Communication from Andrea Hubrich about KV 477:

Greetings Maurizio.

This is one of my favorite Masonic works by Mozart. Here is some info I have on this piece and I hope it'll help.

From "Mozart and the Masons" by H.C. Robbins Landon:

"Mozart's most important piece of Masonic music hitherto had originated in the deaths, within a day of each other in 1785, of two Brothers: Georg August, Duke of Mecklenburg-Strelitz (d. 6 Nov.), and Franz, Count Esterhazy of Galantha (d. 7 Nov.). In the Vienna Lodge ‘Zur gekroenten Hoffnung’ on 17 Nov. was held a Lodge of Sorrows. Wenzel Tobias Epstein delievered the Oration, while Mozart, with a collection of musicians, some of them Brethren, produced his Maurerische Trauermusik (K.477). This Masonic Funeral Music, with its heavy symbolism (concept of three), also in its overall form (in the middle B part there appears an old Gregorian chant, part of the music for Passion week), reveals Mozart's total involment with the theories and philosophies of death and their symbolic relationship to the First Degree of the Craft."

From Dr. B. Paumgartner:

"The Masonic Funeral Music holds a place all its own among Mozart's works, not only for its form and homogeneity, for the ingenious choice of the instruments and their exquisite technical treatment, but also through the unique grouping of a solemn march around the fundamental element of a gregorian chorale. Mozart very accurately penned the Cantus Firmus on a separate leaf in order to avoid errors in the elaboration. According to Heimsoeth the first five bars of this melody (bar 25-29) are identical with the first Psalm tone with the first Difference after the Cologne Antiphonary. What follows is a local compilation of several Psalm tones for the ‘Miserere mei Deus’ -- a Penitential psalm such as is frequently used for funerals in several places."

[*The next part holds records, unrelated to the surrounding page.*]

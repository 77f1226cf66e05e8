//! Building consolidated cross-venue book snapshots from a merged tops
//! stream.
//!
//! A running map holds each venue's most recent three-level quote. Every
//! incoming record replaces its venue's entry and the top three price levels
//! per side are recomputed across all venues. A snapshot is written only when
//! the aggregated book differs from the one last written.

use std::{
    collections::BTreeMap,
    fs::File,
    io::{self, BufWriter},
    path::Path,
};

use tracing::info;

use crate::{
    decode::Decoder,
    encode::Encoder,
    error::silence_eof_error,
    record::conv::{SliceReader, SliceWriter},
    record::{FileHeader, MergedTopsRecord, TopsRecord, BOOK_LEVELS, MERGED_FEED_ID},
    Error, Result,
};

/// One venue's contribution to a consolidated price level.
///
/// The derived ordering sorts venue contributions by `(feed_id, qty)`
/// ascending, which fixes the on-disk order of venues within a level.
#[derive(Debug, Clone, Copy, PartialEq, Eq, PartialOrd, Ord)]
pub struct VenueQty {
    /// The venue quoting this quantity.
    pub feed_id: u64,
    /// The quantity quoted by the venue at the level's price.
    pub qty: u32,
}

/// One consolidated price level: a price and every venue quoting it.
#[derive(Debug, Clone, PartialEq, Eq)]
pub struct BookLevel {
    /// The price in nano units.
    pub price: i64,
    /// The contributing venues, ordered by `(feed_id, qty)` ascending.
    pub venues: Vec<VenueQty>,
}

/// A point-in-time consolidated top-of-book across all known venues: up to
/// three bid levels by price descending and up to three ask levels by price
/// ascending.
#[derive(Debug, Clone, PartialEq, Eq, Default)]
pub struct ConsolidatedSnapshot {
    /// The timestamp of the record that produced the snapshot, in nanoseconds.
    pub ts: u64,
    /// The best bid levels, price descending.
    pub bids: Vec<BookLevel>,
    /// The best ask levels, price ascending.
    pub asks: Vec<BookLevel>,
}

impl ConsolidatedSnapshot {
    /// The encoded size of the snapshot header frame.
    pub const HEADER_LEN: usize = 10;
    /// The encoded size of a level frame before its venue entries.
    pub const LEVEL_HEADER_LEN: usize = 9;
    /// The encoded size of one venue entry within a level frame.
    pub const VENUE_LEN: usize = 12;

    /// Returns the total encoded size of the snapshot in bytes.
    pub fn encoded_len(&self) -> usize {
        let venues: usize = self
            .bids
            .iter()
            .chain(&self.asks)
            .map(|level| level.venues.len())
            .sum();
        Self::HEADER_LEN
            + (self.bids.len() + self.asks.len()) * Self::LEVEL_HEADER_LEN
            + venues * Self::VENUE_LEN
    }

    /// Serializes the snapshot into a self-framing byte sequence.
    pub fn encode(&self) -> Vec<u8> {
        let mut buf = vec![0; self.encoded_len()];
        let mut writer = SliceWriter::new(&mut buf);
        writer.u64(self.ts);
        writer.u8(self.bids.len() as u8);
        writer.u8(self.asks.len() as u8);
        for level in self.bids.iter().chain(&self.asks) {
            writer.i64(level.price);
            writer.u8(level.venues.len() as u8);
            for venue in &level.venues {
                writer.u32(venue.qty);
                writer.u64(venue.feed_id);
            }
        }
        buf
    }

    /// Deserializes the next snapshot from `reader`. Returns `Ok(None)` at a
    /// clean end of input.
    ///
    /// # Errors
    /// This function returns an error if the stream ends inside a frame or the
    /// reader fails.
    pub fn decode(reader: &mut impl io::Read) -> Result<Option<Self>> {
        let mut header = [0; Self::HEADER_LEN];
        if let Err(e) = reader.read_exact(&mut header) {
            return silence_eof_error(e).map_err(|e| Error::io(e, "decoding snapshot header"));
        }
        let mut head = SliceReader::new(&header);
        let ts = head.u64();
        let n_bids = head.u8() as usize;
        let n_asks = head.u8() as usize;

        let mut decode_levels = |count: usize| -> Result<Vec<BookLevel>> {
            let mut levels = Vec::with_capacity(count);
            for _ in 0..count {
                let mut level_header = [0; Self::LEVEL_HEADER_LEN];
                reader
                    .read_exact(&mut level_header)
                    .map_err(|e| Error::io(e, "decoding snapshot level"))?;
                let mut frame = SliceReader::new(&level_header);
                let price = frame.i64();
                let n_venues = frame.u8() as usize;
                let mut venues = Vec::with_capacity(n_venues);
                for _ in 0..n_venues {
                    let mut venue = [0; Self::VENUE_LEN];
                    reader
                        .read_exact(&mut venue)
                        .map_err(|e| Error::io(e, "decoding snapshot venue entry"))?;
                    let mut frame = SliceReader::new(&venue);
                    let qty = frame.u32();
                    let feed_id = frame.u64();
                    venues.push(VenueQty { feed_id, qty });
                }
                levels.push(BookLevel { price, venues });
            }
            Ok(levels)
        };

        let bids = decode_levels(n_bids)?;
        let asks = decode_levels(n_asks)?;
        Ok(Some(Self { ts, bids, asks }))
    }
}

/// The running per-venue quote state feeding consolidated snapshots.
#[derive(Debug, Default)]
pub struct ConsolidatedBook {
    latest_by_venue: BTreeMap<u64, TopsRecord>,
}

impl ConsolidatedBook {
    /// Creates a new book with no venue state.
    pub fn new() -> Self {
        Self::default()
    }

    /// Replaces the stored quote for `feed_id` with `tops`. The update is a
    /// whole-record replacement, never a per-level patch.
    pub fn apply(&mut self, feed_id: u64, tops: TopsRecord) {
        self.latest_by_venue.insert(feed_id, tops);
    }

    /// Recomputes the aggregated top levels: every present level across all
    /// venues grouped by price, bids price-descending and asks ascending, up
    /// to three levels per side, venues within a level ordered by
    /// `(feed_id, qty)` ascending.
    pub fn top_levels(&self) -> (Vec<BookLevel>, Vec<BookLevel>) {
        let mut bids: BTreeMap<i64, Vec<VenueQty>> = BTreeMap::new();
        let mut asks: BTreeMap<i64, Vec<VenueQty>> = BTreeMap::new();
        for (&feed_id, tops) in &self.latest_by_venue {
            for level in &tops.levels {
                if let Some((price, qty)) = level.bid() {
                    bids.entry(price).or_default().push(VenueQty { feed_id, qty });
                }
                if let Some((price, qty)) = level.ask() {
                    asks.entry(price).or_default().push(VenueQty { feed_id, qty });
                }
            }
        }
        let take = |entries: Vec<(i64, Vec<VenueQty>)>| {
            entries
                .into_iter()
                .map(|(price, mut venues)| {
                    venues.sort_unstable();
                    BookLevel { price, venues }
                })
                .collect()
        };
        let best_bids = take(bids.into_iter().rev().take(BOOK_LEVELS).collect());
        let best_asks = take(asks.into_iter().take(BOOK_LEVELS).collect());
        (best_bids, best_asks)
    }
}

/// Consumes a merged tops file and writes the consolidated snapshot file:
/// one [`ConsolidatedSnapshot`] frame per change of the aggregated book.
/// Returns the number of snapshots written.
///
/// The output header is patched after streaming with the merged sentinel
/// `feed_id`, the input's `dateint` and `symbol_idx`, and the snapshot count.
///
/// # Errors
/// This function returns an error if the input cannot be opened or decoded or
/// the output cannot be written.
pub fn consolidate_merged_tops(input: &Path, output: &Path) -> Result<u32> {
    let mut decoder = Decoder::from_file(input)?;
    let template = decoder.header().clone();

    let file = File::create(output).map_err(|e| {
        Error::io(
            e,
            format!("creating snapshot file at path '{}'", output.display()),
        )
    })?;
    let mut encoder = Encoder::with_placeholder(BufWriter::new(file))?;

    let mut book = ConsolidatedBook::new();
    let mut last_written: Option<(Vec<BookLevel>, Vec<BookLevel>)> = None;
    while let Some(entry) = decoder.decode_record::<MergedTopsRecord>()? {
        let ts = entry.record.ts;
        book.apply(entry.feed_id, entry.record);
        let (bids, asks) = book.top_levels();
        if bids.is_empty() && asks.is_empty() {
            continue;
        }
        if let Some((last_bids, last_asks)) = &last_written {
            if *last_bids == bids && *last_asks == asks {
                continue;
            }
        }
        let snapshot = ConsolidatedSnapshot { ts, bids, asks };
        encoder.encode_frame(&snapshot.encode())?;
        last_written = Some((snapshot.bids, snapshot.asks));
    }

    let count = encoder.finish(&FileHeader {
        feed_id: MERGED_FEED_ID,
        dateint: template.dateint,
        count: 0,
        symbol_idx: template.symbol_idx,
    })?;
    info!(output = %output.display(), count, "wrote consolidated snapshots");
    Ok(count)
}

#[cfg(test)]
mod tests {
    use crate::record::TopLevel;

    use super::*;

    fn tops_with_bids(levels: [(i64, u32); BOOK_LEVELS]) -> TopsRecord {
        TopsRecord {
            ts: 1,
            seqno: 1,
            levels: levels.map(|(bid_price, bid_qty)| TopLevel {
                bid_price,
                ask_price: 0,
                bid_qty,
                ask_qty: 0,
            }),
        }
    }

    #[test]
    fn aggregates_equal_prices_across_venues() {
        let mut book = ConsolidatedBook::new();
        book.apply(1, tops_with_bids([(100, 10), (0, 0), (0, 0)]));
        book.apply(2, tops_with_bids([(100, 7), (99, 5), (0, 0)]));

        let (bids, asks) = book.top_levels();
        assert!(asks.is_empty());
        assert_eq!(
            bids,
            vec![
                BookLevel {
                    price: 100,
                    venues: vec![
                        VenueQty { feed_id: 1, qty: 10 },
                        VenueQty { feed_id: 2, qty: 7 },
                    ],
                },
                BookLevel {
                    price: 99,
                    venues: vec![VenueQty { feed_id: 2, qty: 5 }],
                },
            ]
        );
    }

    #[test]
    fn bids_descend_and_asks_ascend_with_at_most_three_levels() {
        let mut book = ConsolidatedBook::new();
        book.apply(
            1,
            TopsRecord {
                ts: 1,
                seqno: 1,
                levels: [
                    TopLevel {
                        bid_price: 101,
                        ask_price: 102,
                        bid_qty: 1,
                        ask_qty: 1,
                    },
                    TopLevel {
                        bid_price: 100,
                        ask_price: 103,
                        bid_qty: 1,
                        ask_qty: 1,
                    },
                    TopLevel {
                        bid_price: 99,
                        ask_price: 104,
                        bid_qty: 1,
                        ask_qty: 1,
                    },
                ],
            },
        );
        book.apply(
            2,
            TopsRecord {
                ts: 2,
                seqno: 2,
                levels: [
                    TopLevel {
                        bid_price: 98,
                        ask_price: 105,
                        bid_qty: 1,
                        ask_qty: 1,
                    },
                    TopLevel::default(),
                    TopLevel::default(),
                ],
            },
        );

        let (bids, asks) = book.top_levels();
        assert_eq!(bids.len(), BOOK_LEVELS);
        assert_eq!(asks.len(), BOOK_LEVELS);
        let bid_prices: Vec<i64> = bids.iter().map(|level| level.price).collect();
        let ask_prices: Vec<i64> = asks.iter().map(|level| level.price).collect();
        assert_eq!(bid_prices, vec![101, 100, 99]);
        assert_eq!(ask_prices, vec![102, 103, 104]);
    }

    #[test]
    fn replacement_supersedes_previous_venue_quote() {
        let mut book = ConsolidatedBook::new();
        book.apply(1, tops_with_bids([(100, 10), (99, 5), (0, 0)]));
        book.apply(1, tops_with_bids([(98, 4), (0, 0), (0, 0)]));

        let (bids, _) = book.top_levels();
        assert_eq!(bids.len(), 1);
        assert_eq!(bids[0].price, 98);
    }

    #[test]
    fn snapshot_codec_round_trips() {
        let snapshot = ConsolidatedSnapshot {
            ts: 123_456_789,
            bids: vec![
                BookLevel {
                    price: 100,
                    venues: vec![
                        VenueQty { feed_id: 1, qty: 10 },
                        VenueQty { feed_id: 2, qty: 7 },
                    ],
                },
                BookLevel {
                    price: 99,
                    venues: vec![VenueQty { feed_id: 2, qty: 5 }],
                },
            ],
            asks: vec![BookLevel {
                price: 101,
                venues: vec![VenueQty { feed_id: 1, qty: 3 }],
            }],
        };
        let bytes = snapshot.encode();
        assert_eq!(bytes.len(), snapshot.encoded_len());

        let mut reader = std::io::Cursor::new(bytes);
        let decoded = ConsolidatedSnapshot::decode(&mut reader).unwrap().unwrap();
        assert_eq!(decoded, snapshot);
        assert_eq!(ConsolidatedSnapshot::decode(&mut reader).unwrap(), None);
    }

    #[test]
    fn consolidation_emits_only_on_change() {
        use std::io::Cursor;

        use crate::encode::Encoder;
        use crate::record::MergedRecord;

        let dir = tempfile::tempdir().unwrap();
        let input = dir.path().join("merged_tops.TEST.bin");
        let output = dir.path().join("processed_tops.TEST.bin");

        let header = FileHeader {
            feed_id: MERGED_FEED_ID,
            dateint: 20230521,
            count: 3,
            symbol_idx: 8,
        };
        let mut encoder = Encoder::new(Cursor::new(Vec::new()), &header).unwrap();
        // two identical quotes from venue 1, then a change
        let quote = tops_with_bids([(100, 10), (0, 0), (0, 0)]);
        for record in [
            MergedRecord { feed_id: 1, record: quote },
            MergedRecord { feed_id: 1, record: quote },
            MergedRecord {
                feed_id: 1,
                record: tops_with_bids([(101, 4), (0, 0), (0, 0)]),
            },
        ] {
            encoder.encode_record(&record).unwrap();
        }
        std::fs::write(&input, encoder.into_inner().into_inner()).unwrap();

        let count = consolidate_merged_tops(&input, &output).unwrap();
        assert_eq!(count, 2);

        let decoder = Decoder::from_file(&output).unwrap();
        assert_eq!(decoder.header().count, 2);
        assert_eq!(decoder.header().feed_id, MERGED_FEED_ID);
        let mut reader = decoder.into_inner();
        let first = ConsolidatedSnapshot::decode(&mut reader).unwrap().unwrap();
        let second = ConsolidatedSnapshot::decode(&mut reader).unwrap().unwrap();
        assert_ne!(first, second);
        assert_eq!(first.bids[0].price, 100);
        assert_eq!(second.bids[0].price, 101);
        assert_eq!(ConsolidatedSnapshot::decode(&mut reader).unwrap(), None);
    }
}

From "Mozart and Masonry" by Paul Nettl:

"Masonic music can be devided into three classes. The first consists of various songs and instrumental pieces which were composed for use at lodge meetings, dinners and other occasions. The second category comprises music which was not originally intended for Masonic occasions, but whose contents made it appropriate for such use. The third and highest group includes compositions which are intended to express the Masonic creed but are not for use in ceremonies."